I combine interactive lectures, digital learning environments, hands-on experimentation, formative feedback, and transparent assessment. My courses often begin with digital pre-tests to understand students’ backgrounds and adapt the course structure to the cohort.
Didactic Approach
- Open, low-anxiety learning environments with active participation.
- Socratic questioning and guided reasoning instead of frustration-based correction.
- Flipped-classroom and hybrid elements where useful.
- Interactive Moodle and H5P tasks for practical, self-paced learning.
- Rubrics, transparent expectations, and constructive feedback.
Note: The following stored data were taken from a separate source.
//! Platform and build settings supplied by the invoking environment.
//!
//! These values are passed through to the generated descriptors untouched.
//! The only one interpreted here is the operating system, and only to decide
//! whether position-independent code is a meaningful option.

use std::fmt;
use std::str::FromStr;

use serde::{Deserialize, Serialize};
use thiserror::Error;

/// Default build type when none is configured.
pub const DEFAULT_BUILD_TYPE: &str = "Release";

/// Target operating system.
#[derive(Debug, Clone, PartialEq, Eq, Hash)]
pub enum Os {
    Windows,
    Linux,
    Macos,
    FreeBsd,
    Android,
    Ios,
    /// Any other OS name, kept verbatim.
    Other(String),
}

impl Os {
    /// Detect the host operating system.
    pub fn host() -> Self {
        match std::env::consts::OS {
            "windows" => Os::Windows,
            "linux" => Os::Linux,
            "macos" => Os::Macos,
            "freebsd" => Os::FreeBsd,
            "android" => Os::Android,
            "ios" => Os::Ios,
            other => Os::Other(other.to_string()),
        }
    }

    /// Whether this platform belongs to the class where `fPIC` has no meaning.
    pub fn pic_is_meaningless(&self) -> bool {
        matches!(self, Os::Windows)
    }

    /// Whether environment scripts for this platform are batch files.
    pub fn uses_batch_scripts(&self) -> bool {
        matches!(self, Os::Windows)
    }

    /// Name of the dynamic loader search path variable, if the platform has one
    /// distinct from `PATH`.
    pub fn library_path_var(&self) -> Option<&'static str> {
        match self {
            Os::Windows => None,
            Os::Macos | Os::Ios => Some("DYLD_LIBRARY_PATH"),
            _ => Some("LD_LIBRARY_PATH"),
        }
    }

    pub fn as_str(&self) -> &str {
        match self {
            Os::Windows => "Windows",
            Os::Linux => "Linux",
            Os::Macos => "Macos",
            Os::FreeBsd => "FreeBSD",
            Os::Android => "Android",
            Os::Ios => "iOS",
            Os::Other(name) => name.as_str(),
        }
    }
}

impl Default for Os {
    fn default() -> Self {
        Os::host()
    }
}

impl fmt::Display for Os {
    fn fmt(&self, f: &mut fmt::Formatter<'_>) -> fmt::Result {
        f.write_str(self.as_str())
    }
}

/// Error returned when an OS name is empty.
#[derive(Debug, Clone, Error)]
#[error("operating system name cannot be empty")]
pub struct OsParseError;

impl FromStr for Os {
    type Err = OsParseError;

    fn from_str(s: &str) -> Result<Self, Self::Err> {
        let trimmed = s.trim();
        if trimmed.is_empty() {
            return Err(OsParseError);
        }

        Ok(match trimmed.to_lowercase().as_str() {
            "windows" | "win32" | "win64" => Os::Windows,
            "linux" => Os::Linux,
            "macos" | "darwin" | "osx" => Os::Macos,
            "freebsd" => Os::FreeBsd,
            "android" => Os::Android,
            "ios" => Os::Ios,
            _ => Os::Other(trimmed.to_string()),
        })
    }
}

impl Serialize for Os {
    fn serialize<S: serde::Serializer>(&self, serializer: S) -> Result<S::Ok, S::Error> {
        serializer.serialize_str(self.as_str())
    }
}

impl<'de> Deserialize<'de> for Os {
    fn deserialize<D: serde::Deserializer<'de>>(deserializer: D) -> Result<Self, D::Error> {
        let s = String::deserialize(deserializer)?;
        s.parse().map_err(serde::de::Error::custom)
    }
}

/// Settings describing the configuration being generated for.
#[derive(Debug, Clone, PartialEq, Eq, Serialize, Deserialize)]
pub struct Settings {
    /// Target operating system
    pub os: Os,

    /// Target architecture (x86_64, armv8, ...)
    pub arch: String,

    /// Compiler family (gcc, clang, msvc, ...)
    #[serde(default, skip_serializing_if = "Option::is_none")]
    pub compiler: Option<String>,

    /// Compiler version
    #[serde(default, skip_serializing_if = "Option::is_none")]
    pub compiler_version: Option<String>,

    /// Build configuration name (Release, Debug, ...)
    pub build_type: String,
}

impl Settings {
    /// Settings for the host machine with the default build type.
    pub fn host() -> Self {
        Settings {
            os: Os::host(),
            arch: std::env::consts::ARCH.to_string(),
            compiler: None,
            compiler_version: None,
            build_type: DEFAULT_BUILD_TYPE.to_string(),
        }
    }

    /// Compiler identity as `family-version`, or just the family.
    pub fn compiler_identity(&self) -> Option<String> {
        match (&self.compiler, &self.compiler_version) {
            (Some(c), Some(v)) => Some(format!("{}-{}", c, v)),
            (Some(c), None) => Some(c.clone()),
            _ => None,
        }
    }
}

impl Default for Settings {
    fn default() -> Self {
        Settings::host()
    }
}
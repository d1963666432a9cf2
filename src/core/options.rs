//! Build options and their platform-conditional normalization.

use serde::{Deserialize, Serialize};

use crate::core::settings::Os;

/// The declared build options of a project.
///
/// `fpic` is `None` when the option does not exist for the target platform;
/// it is never rendered in that case.
#[derive(Debug, Clone, Copy, PartialEq, Eq, Serialize, Deserialize)]
pub struct OptionSet {
    /// Build shared libraries instead of static ones
    pub shared: bool,

    /// Compile position-independent code
    #[serde(rename = "fPIC", default, skip_serializing_if = "Option::is_none")]
    pub fpic: Option<bool>,
}

impl Default for OptionSet {
    fn default() -> Self {
        OptionSet {
            shared: false,
            fpic: Some(true),
        }
    }
}

impl OptionSet {
    /// Whether the `fPIC` option exists in this set.
    pub fn has_fpic(&self) -> bool {
        self.fpic.is_some()
    }

    /// Options as `(name, value)` pairs in declaration order, absent options skipped.
    pub fn entries(&self) -> Vec<(&'static str, bool)> {
        let mut entries = vec![("shared", self.shared)];
        if let Some(fpic) = self.fpic {
            entries.push(("fPIC", fpic));
        }
        entries
    }
}

/// Remove options that have no meaning on `os`.
pub fn resolve(options: OptionSet, os: &Os) -> OptionSet {
    if os.pic_is_meaningless() {
        tracing::debug!("dropping fPIC option for {}", os);
        OptionSet {
            fpic: None,
            ..options
        }
    } else {
        options
    }
}

#[cfg(test)]
mod tests {
    use super::*;

    #[test]
    fn test_declared_defaults() {
        let opts = OptionSet::default();
        assert!(!opts.shared);
        assert_eq!(opts.fpic, Some(true));
    }

    #[test]
    fn test_resolve_windows_removes_fpic() {
        let resolved = resolve(OptionSet::default(), &Os::Windows);
        assert!(!resolved.has_fpic());
        assert_eq!(resolved.entries(), vec![("shared", false)]);

        let json = serde_json::to_value(resolved).unwrap();
        assert!(json.get("fPIC").is_none());
    }

    #[test]
    fn test_resolve_keeps_declared_fpic_elsewhere() {
        for os in [Os::Linux, Os::Macos, Os::FreeBsd, Os::Other("Haiku".into())] {
            let resolved = resolve(OptionSet::default(), &os);
            assert_eq!(resolved.fpic, Some(true));
        }

        let declared = OptionSet {
            shared: true,
            fpic: Some(false),
        };
        assert_eq!(resolve(declared, &Os::Linux), declared);
    }

    #[test]
    fn test_resolve_preserves_shared_on_windows() {
        let declared = OptionSet {
            shared: true,
            fpic: Some(true),
        };
        let resolved = resolve(declared, &Os::Windows);
        assert!(resolved.shared);
        assert_eq!(resolved.fpic, None);
    }

    #[test]
    fn test_serialized_key_is_fpic() {
        let json = serde_json::to_string(&OptionSet::default()).unwrap();
        assert_eq!(json, r#"{"shared":false,"fPIC":true}"#);
    }
}
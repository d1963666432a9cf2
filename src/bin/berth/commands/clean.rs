//! `berth clean` command

use anyhow::{Context, Result};

use crate::cli::CleanArgs;
use berth::core::{build_dir_for, builds_root};
use berth::ops::resolve::{load_project_config, resolve_install_root, resolve_settings};
use berth::util::fs::remove_dir_all_if_exists;
use berth::util::GlobalContext;

pub fn execute(args: CleanArgs) -> Result<()> {
    let ctx = GlobalContext::new()?;
    let config = load_project_config(&ctx);
    let opts = args.selection.to_resolve_options();

    // Cleaning needs no project identity, only the install root and build type.
    let install_root = resolve_install_root(&ctx.project_root(), &config, &opts);

    let target = if args.all {
        builds_root(&install_root)
    } else {
        let settings = resolve_settings(&config, &opts);
        build_dir_for(&settings.build_type, &install_root)
            .context("cannot select a build directory to clean")?
    };

    let path = target.to_native();
    remove_dir_all_if_exists(&path)?;
    eprintln!("{:>12} {}", "Removed", path.display());

    Ok(())
}
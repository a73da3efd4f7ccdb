//! Signaling protocol for the SFU.
//!
//! This crate defines the JSON-over-WebSocket messages exchanged between a
//! participant and the forwarding server: correlated requests and responses,
//! uncorrelated push notifications, and the RTP/ICE/DTLS parameter shapes
//! they carry.

#![warn(clippy::pedantic)]

pub mod codec;
pub mod message;
pub mod rtp;

pub use codec::CodecError;
pub use message::{Envelope, Push, Request, Response, ServerMessage};
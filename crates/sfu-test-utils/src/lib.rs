//! # SFU Test Utilities
//!
//! Shared test utilities for the SFU service and client.
//!
//! This crate provides:
//! - Server test harness (`TestSfuServer` for end-to-end tests)
//! - Raw protocol client (`RawSignalingClient` for wire-level tests)
//! - Scriptable capture devices (`FakeMediaDevices`)
//! - Wire fixtures (RTP parameters, DTLS parameters)
//! - Eventual-condition polling (`assert_eventually`)
//!
//! ## Usage
//!
//! ```rust,ignore
//! use sfu_test_utils::*;
//!
//! #[tokio::test]
//! async fn test_example() -> anyhow::Result<()> {
//!     let server = TestSfuServer::spawn().await?;
//!     let mut client = RawSignalingClient::connect(&server.url()).await?;
//!
//!     let response = client
//!         .request("r1", Some("alice"), "CAPABILITIES_REQUEST", serde_json::json!({}))
//!         .await?;
//!     assert_eq!(response["type"], "CAPABILITIES_RESPONSE");
//!     Ok(())
//! }
//! ```

pub mod eventual;
pub mod fake_devices;
pub mod fixtures;
pub mod raw_client;
pub mod server_harness;

// Re-export commonly used items
pub use eventual::*;
pub use fake_devices::*;
pub use fixtures::*;
pub use raw_client::*;
pub use server_harness::*;
//! Message types for the registry actor.

use crate::errors::SfuError;
use common::types::{ConsumerId, ParticipantId, ProducerId, RoomId, TransportId};
use signaling_protocol::rtp::{
    DtlsParameters, MediaKind, RtpCapabilities, RtpParameters, TransportDirection,
};
use signaling_protocol::Response;
use std::fmt;
use tokio::sync::{mpsc, oneshot};

/// Identifies one signaling connection for the lifetime of the process.
#[derive(Debug, Clone, Copy, PartialEq, Eq, Hash, PartialOrd, Ord)]
pub struct ConnectionId(u64);

impl ConnectionId {
    #[must_use]
    pub fn new(value: u64) -> Self {
        Self(value)
    }

    #[must_use]
    pub fn value(self) -> u64 {
        self.0
    }
}

impl fmt::Display for ConnectionId {
    fn fmt(&self, f: &mut fmt::Formatter<'_>) -> fmt::Result {
        write!(f, "conn-{}", self.0)
    }
}

/// Addressing of one request: the connection it arrived on and the envelope
/// ids it carried.
#[derive(Debug, Clone, PartialEq, Eq)]
pub struct RequestContext {
    pub connection_id: ConnectionId,
    pub room_id: RoomId,
    pub participant_id: Option<ParticipantId>,
}

impl RequestContext {
    #[must_use]
    pub fn new(
        connection_id: ConnectionId,
        room_id: RoomId,
        participant_id: Option<ParticipantId>,
    ) -> Self {
        Self {
            connection_id,
            room_id,
            participant_id,
        }
    }
}

/// Resource counts for one peer.
#[derive(Debug, Clone, PartialEq, Eq)]
pub struct PeerSnapshot {
    pub participant_id: ParticipantId,
    pub connection_id: ConnectionId,
    pub transports: usize,
    pub producers: Vec<(ProducerId, MediaKind)>,
    pub consumers: usize,
}

/// Point-in-time view of one room.
#[derive(Debug, Clone, PartialEq, Eq)]
pub struct RoomSnapshot {
    pub room_id: RoomId,
    pub created_at: i64,
    pub connections: usize,
    pub peers: Vec<PeerSnapshot>,
}

impl RoomSnapshot {
    /// Snapshot of a single peer, if present.
    #[must_use]
    pub fn peer(&self, participant_id: &ParticipantId) -> Option<&PeerSnapshot> {
        self.peers
            .iter()
            .find(|p| &p.participant_id == participant_id)
    }
}

type Reply<T> = oneshot::Sender<Result<T, SfuError>>;

/// Messages handled by the registry actor.
pub enum RegistryMessage {
    /// Register a new connection and its outbound push queue.
    BindConnection {
        outbound: mpsc::Sender<String>,
        respond_to: oneshot::Sender<ConnectionId>,
    },

    Capabilities {
        ctx: RequestContext,
        respond_to: Reply<Response>,
    },

    CreateTransport {
        ctx: RequestContext,
        direction: TransportDirection,
        respond_to: Reply<Response>,
    },

    ConnectTransport {
        ctx: RequestContext,
        transport_id: TransportId,
        dtls_parameters: DtlsParameters,
        respond_to: Reply<Response>,
    },

    Produce {
        ctx: RequestContext,
        transport_id: TransportId,
        kind: MediaKind,
        rtp_parameters: RtpParameters,
        respond_to: Reply<Response>,
    },

    CloseProducer {
        ctx: RequestContext,
        producer_id: ProducerId,
        respond_to: Reply<Response>,
    },

    Consume {
        ctx: RequestContext,
        transport_id: TransportId,
        producer_id: ProducerId,
        rtp_capabilities: RtpCapabilities,
        respond_to: Reply<Response>,
    },

    ResumeConsumer {
        ctx: RequestContext,
        consumer_id: ConsumerId,
        respond_to: Reply<Response>,
    },

    /// Push `NEW_PRODUCER` for every open producer the connection has not
    /// been told about yet.
    AnnounceExisting {
        connection_id: ConnectionId,
        respond_to: oneshot::Sender<usize>,
    },

    /// Connection closed: broadcast closures and clean up its peer.
    Disconnect {
        connection_id: ConnectionId,
        respond_to: oneshot::Sender<()>,
    },

    RoomCount {
        respond_to: oneshot::Sender<usize>,
    },

    PeerSnapshot {
        room_id: RoomId,
        respond_to: oneshot::Sender<Option<RoomSnapshot>>,
    },

    /// Close every room and stop the actor.
    Shutdown {
        respond_to: oneshot::Sender<()>,
    },
}

impl fmt::Debug for RegistryMessage {
    fn fmt(&self, f: &mut fmt::Formatter<'_>) -> fmt::Result {
        let name = match self {
            RegistryMessage::BindConnection { .. } => "BindConnection",
            RegistryMessage::Capabilities { .. } => "Capabilities",
            RegistryMessage::CreateTransport { .. } => "CreateTransport",
            RegistryMessage::ConnectTransport { .. } => "ConnectTransport",
            RegistryMessage::Produce { .. } => "Produce",
            RegistryMessage::CloseProducer { .. } => "CloseProducer",
            RegistryMessage::Consume { .. } => "Consume",
            RegistryMessage::ResumeConsumer { .. } => "ResumeConsumer",
            RegistryMessage::AnnounceExisting { .. } => "AnnounceExisting",
            RegistryMessage::Disconnect { .. } => "Disconnect",
            RegistryMessage::RoomCount { .. } => "RoomCount",
            RegistryMessage::PeerSnapshot { .. } => "PeerSnapshot",
            RegistryMessage::Shutdown { .. } => "Shutdown",
        };
        f.write_str(name)
    }
}

#[cfg(test)]
#[allow(clippy::unwrap_used, clippy::expect_used)]
mod tests {
    use super::*;

    #[test]
    fn test_connection_id_display() {
        assert_eq!(ConnectionId::new(7).to_string(), "conn-7");
        assert_eq!(ConnectionId::new(7).value(), 7);
    }

    #[test]
    fn test_room_snapshot_peer_lookup() {
        let snapshot = RoomSnapshot {
            room_id: RoomId::from("r1"),
            created_at: 0,
            connections: 1,
            peers: vec![PeerSnapshot {
                participant_id: ParticipantId::from("alice"),
                connection_id: ConnectionId::new(1),
                transports: 2,
                producers: vec![],
                consumers: 0,
            }],
        };

        assert_eq!(
            snapshot
                .peer(&ParticipantId::from("alice"))
                .map(|p| p.transports),
            Some(2)
        );
        assert!(snapshot.peer(&ParticipantId::from("bob")).is_none());
    }
}
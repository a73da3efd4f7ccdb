//! Eventual-condition helpers for timing-dependent tests.
//!
//! Disconnect cleanup and push fan-out complete on other tasks after the
//! triggering call returns. These helpers poll with exponential backoff
//! instead of sleeping a fixed amount.

use std::future::Future;
use std::time::Duration;
use tokio::time::{sleep, Instant};

/// Categories of asynchronous work with their maximum wait.
#[derive(Debug, Clone, Copy)]
pub enum ConsistencyCategory {
    /// Registry cleanup after a socket closes (5s)
    RegistryCleanup,

    /// Push delivery to other connections (5s)
    PushDelivery,

    /// Client-side state settling after a push or capture (5s)
    ClientState,
}

impl ConsistencyCategory {
    /// Maximum time to wait for this category.
    pub fn timeout(&self) -> Duration {
        match self {
            ConsistencyCategory::RegistryCleanup
            | ConsistencyCategory::PushDelivery
            | ConsistencyCategory::ClientState => Duration::from_secs(5),
        }
    }

    /// Initial retry delay for exponential backoff.
    fn initial_delay(&self) -> Duration {
        Duration::from_millis(10)
    }
}

/// Assert that a condition becomes true within the category's timeout.
///
/// Backoff starts at 10ms and doubles, capped at the remaining time.
///
/// # Example
///
/// ```no_run
/// use sfu_test_utils::eventual::{assert_eventually, ConsistencyCategory};
///
/// # async fn room_count() -> usize { 0 }
/// # async fn example() {
/// assert_eventually(ConsistencyCategory::RegistryCleanup, || async {
///     room_count().await == 0
/// })
/// .await
/// .expect("room should be removed");
/// # }
/// ```
pub async fn assert_eventually<F, Fut>(
    category: ConsistencyCategory,
    mut condition: F,
) -> Result<(), String>
where
    F: FnMut() -> Fut,
    Fut: Future<Output = bool>,
{
    let timeout = category.timeout();
    let mut delay = category.initial_delay();
    let start = Instant::now();

    loop {
        if condition().await {
            return Ok(());
        }

        let elapsed = start.elapsed();
        if elapsed >= timeout {
            return Err(format!(
                "Condition not met within {:?} (category: {:?})",
                timeout, category
            ));
        }

        sleep(delay).await;

        delay *= 2;
        let remaining = timeout.saturating_sub(elapsed);
        if delay > remaining {
            delay = remaining;
        }
    }
}

#[cfg(test)]
mod tests {
    use super::*;
    use std::sync::atomic::{AtomicUsize, Ordering};
    use std::sync::Arc;

    #[test]
    fn test_category_timeouts() {
        assert_eq!(
            ConsistencyCategory::RegistryCleanup.timeout(),
            Duration::from_secs(5)
        );
        assert_eq!(
            ConsistencyCategory::ClientState.initial_delay(),
            Duration::from_millis(10)
        );
    }

    #[tokio::test]
    async fn test_succeeds_immediately() {
        let result = assert_eventually(ConsistencyCategory::PushDelivery, || async { true }).await;
        assert!(result.is_ok());
    }

    #[tokio::test]
    async fn test_succeeds_after_retry() {
        let attempts = Arc::new(AtomicUsize::new(0));
        let counter = attempts.clone();

        let result = assert_eventually(ConsistencyCategory::ClientState, move || {
            let attempts = counter.clone();
            async move { attempts.fetch_add(1, Ordering::SeqCst) + 1 >= 3 }
        })
        .await;

        assert!(result.is_ok());
        assert_eq!(attempts.load(Ordering::SeqCst), 3);
    }

    #[tokio::test(start_paused = true)]
    async fn test_fails_on_timeout() {
        let result =
            assert_eventually(ConsistencyCategory::RegistryCleanup, || async { false }).await;
        let err = result.expect_err("should time out");
        assert!(err.contains("not met within"));
    }
}
//! SFU service
//!
//! # Servers
//!
//! - WebSocket signaling (default: 0.0.0.0:4000, path `/sfu`)
//! - HTTP health and metrics (default: 0.0.0.0:8081)
//!
//! # Startup Flow
//!
//! 1. Load configuration from environment
//! 2. Install the Prometheus metrics recorder
//! 3. Start the registry actor on the loopback forwarding engine
//! 4. Start the health server
//! 5. Bind and start the signaling server, then report ready
//! 6. Wait for shutdown signal

#![warn(clippy::pedantic)]

use std::net::SocketAddr;
use std::sync::Arc;
use std::time::Duration;

use sfu_service::config::Config;
use sfu_service::engine::LoopbackEngine;
use sfu_service::observability::{health_router, init_metrics_recorder, HealthState};
use sfu_service::registry::{RegistryActorHandle, RegistrySettings};
use sfu_service::signaling::SignalingServer;
use tokio::signal;
use tokio_util::sync::CancellationToken;
use tower_http::trace::TraceLayer;
use tracing::{error, info, warn};
use tracing_subscriber::{layer::SubscriberExt, util::SubscriberInitExt};

/// Upper bound on waiting for in-flight connections to finish cleanup.
const SHUTDOWN_GRACE: Duration = Duration::from_secs(2);

#[tokio::main]
async fn main() -> Result<(), Box<dyn std::error::Error>> {
    tracing_subscriber::registry()
        .with(
            tracing_subscriber::EnvFilter::try_from_default_env()
                .unwrap_or_else(|_| "sfu_service=info,sfu=info,tower_http=info".into()),
        )
        .with(tracing_subscriber::fmt::layer())
        .init();

    info!("Starting SFU service");

    let config = Config::from_env().map_err(|e| {
        error!("Failed to load configuration: {}", e);
        e
    })?;

    info!(
        instance_id = %config.instance_id,
        signaling_bind_address = %config.signaling_bind_address,
        signaling_path = %config.signaling_path,
        health_bind_address = %config.health_bind_address,
        listen_ip = %config.listen_ip,
        announced_ip = ?config.announced_ip,
        max_peers_per_room = config.max_peers_per_room,
        max_producers_per_peer = config.max_producers_per_peer,
        "Configuration loaded successfully"
    );

    let prometheus_handle = init_metrics_recorder().map_err(|e| {
        error!(error = %e, "Failed to install Prometheus metrics recorder");
        e
    })?;

    let health_state = Arc::new(HealthState::new(config.instance_id.clone()));
    let shutdown_token = CancellationToken::new();

    let registry = RegistryActorHandle::new(
        Arc::new(LoopbackEngine::new()),
        RegistrySettings::from_config(&config),
        // Stopped explicitly after connections have drained.
        CancellationToken::new(),
    );
    info!("Registry actor started");

    // Health server: bind before spawning to fail fast.
    let health_addr: SocketAddr = config.health_bind_address.parse().map_err(|e| {
        error!(error = %e, addr = %config.health_bind_address, "Invalid health bind address");
        format!("Invalid health bind address: {e}")
    })?;
    let app = health_router(Arc::clone(&health_state), Some(prometheus_handle))
        .layer(TraceLayer::new_for_http());
    let health_listener = tokio::net::TcpListener::bind(health_addr)
        .await
        .map_err(|e| {
            error!(error = %e, addr = %health_addr, "Failed to bind health server");
            format!("Failed to bind health server to {health_addr}: {e}")
        })?;

    let health_shutdown_token = shutdown_token.child_token();
    let health_task = tokio::spawn(async move {
        let server = axum::serve(health_listener, app).with_graceful_shutdown(async move {
            health_shutdown_token.cancelled().await;
            info!("Health server shutting down");
        });
        if let Err(e) = server.await {
            error!(error = %e, "Health server failed");
        }
    });
    info!(addr = %health_addr, "Health server started");

    let signaling = SignalingServer::bind(
        &config.signaling_bind_address,
        config.signaling_path.clone(),
        registry.clone(),
    )
    .await
    .map_err(|e| {
        error!(error = %e, "Failed to start signaling server");
        e
    })?;
    let signaling_addr = signaling.local_addr()?;
    let signaling_task = tokio::spawn(signaling.run(shutdown_token.child_token()));
    info!(addr = %signaling_addr, path = %config.signaling_path, "Signaling server started");

    health_state.set_ready();
    info!("SFU service running - press Ctrl+C to shutdown");
    shutdown_signal().await;

    info!("Shutdown signal received, initiating graceful shutdown...");
    health_state.set_not_ready();

    // Stops the listener and every connection; each runs its own cleanup.
    shutdown_token.cancel();
    if tokio::time::timeout(SHUTDOWN_GRACE, signaling_task).await.is_err() {
        warn!("Signaling server did not stop within grace period");
    }

    if let Err(e) = registry.shutdown().await {
        warn!(error = %e, "Registry shutdown error");
    }
    let _ = health_task.await;

    info!("SFU service shutdown complete");
    Ok(())
}

/// Wait for Ctrl+C or SIGTERM.
///
/// # Panics
///
/// Panics if signal handlers cannot be installed.
async fn shutdown_signal() {
    let ctrl_c = async {
        #[expect(
            clippy::expect_used,
            reason = "Without signal handlers the service cannot shut down gracefully"
        )]
        signal::ctrl_c()
            .await
            .expect("Failed to install Ctrl+C handler");
    };

    #[cfg(unix)]
    let terminate = async {
        #[expect(
            clippy::expect_used,
            reason = "Without signal handlers the service cannot shut down gracefully"
        )]
        signal::unix::signal(signal::unix::SignalKind::terminate())
            .expect("Failed to install SIGTERM handler")
            .recv()
            .await;
    };

    #[cfg(not(unix))]
    let terminate = std::future::pending::<()>();

    tokio::select! {
        () = ctrl_c => {}
        () = terminate => {}
    }
}
/// Log and count a failed close; never propagate it.
fn close_quietly(resource: &'static str, id: &str, result: Result<(), EngineError>) {
    if let Err(e) = result {
        warn!(
            target: "sfu.registry",
            resource,
            id,
            error = %e,
            "Close failed, continuing cleanup"
        );
        metrics::record_close_failure(resource);
    }
}
//! Client configuration.

use std::collections::HashMap;
use std::env;
use std::time::Duration;
use thiserror::Error;

/// Default signaling endpoint.
pub const DEFAULT_SIGNALING_URL: &str = "ws://localhost:4000/sfu";

/// Client configuration.
#[derive(Debug, Clone)]
pub struct ClientConfig {
    /// WebSocket URL of the signaling server.
    pub signaling_url: String,

    /// Per-request timeout. `None` waits indefinitely.
    pub request_timeout: Option<Duration>,
}

#[derive(Debug, Error)]
pub enum ConfigError {
    #[error("Invalid configuration value: {0}")]
    InvalidValue(String),
}

impl Default for ClientConfig {
    fn default() -> Self {
        Self {
            signaling_url: DEFAULT_SIGNALING_URL.to_string(),
            request_timeout: None,
        }
    }
}

impl ClientConfig {
    /// Load configuration from environment variables.
    pub fn from_env() -> Result<Self, ConfigError> {
        Self::from_vars(&env::vars().collect())
    }

    /// Load configuration from a `HashMap` (for testing).
    pub fn from_vars(vars: &HashMap<String, String>) -> Result<Self, ConfigError> {
        let signaling_url = vars
            .get("SFU_SIGNALING_URL")
            .cloned()
            .unwrap_or_else(|| DEFAULT_SIGNALING_URL.to_string());
        if !(signaling_url.starts_with("ws://") || signaling_url.starts_with("wss://")) {
            return Err(ConfigError::InvalidValue(format!(
                "SFU_SIGNALING_URL must be a ws:// or wss:// URL, got {signaling_url:?}"
            )));
        }

        let request_timeout = match vars.get("SFU_REQUEST_TIMEOUT_MS") {
            None => None,
            Some(raw) => {
                let millis = raw.trim().parse::<u64>().map_err(|e| {
                    ConfigError::InvalidValue(format!("SFU_REQUEST_TIMEOUT_MS: {e}"))
                })?;
                if millis == 0 {
                    return Err(ConfigError::InvalidValue(
                        "SFU_REQUEST_TIMEOUT_MS must be positive".to_string(),
                    ));
                }
                Some(Duration::from_millis(millis))
            }
        };

        Ok(Self {
            signaling_url,
            request_timeout,
        })
    }
}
Evidence-based Development
Courses are iteratively improved through mid-course feedback, learning analytics with consent, intermediate tests, and teaching evaluations. Student feedback repeatedly highlights a positive atmosphere, practical relevance, intensive feedback, and well-structured Moodle courses.
Courses Taught
University of Potsdam
- WiSe20/21: Digitale Transformation des Lernens
- SoSe21: KI in der Bildung
- WiSe21/22: Reorganisation der Forschung und Praxis des Lernens
Humboldt-Universität zu Berlin
- SoSe22: Data Science
- SoSe23: Onlinekurse selbst gestalten – Wissenstransfer in der Praxis
- SoSe24: Onlinekurse selbst gestalten – Wissenstransfer in der Praxis
- SoSe25: Onlinekurse als Instrument des Wissenstransfers
- SoSe25: Prompt-Engineering in Education
- WiSe25/26: Prompt-Engineering & Prompt-Evaluation
Supervision
I supervise and review Bachelor’s and Master’s theses in areas such as automatic question generation, adaptive learning plans, AI feedback, argumentation analysis, error analytics in notebooks, Moodle personalization, learner trajectories, and no-code AI for knowledge transfer.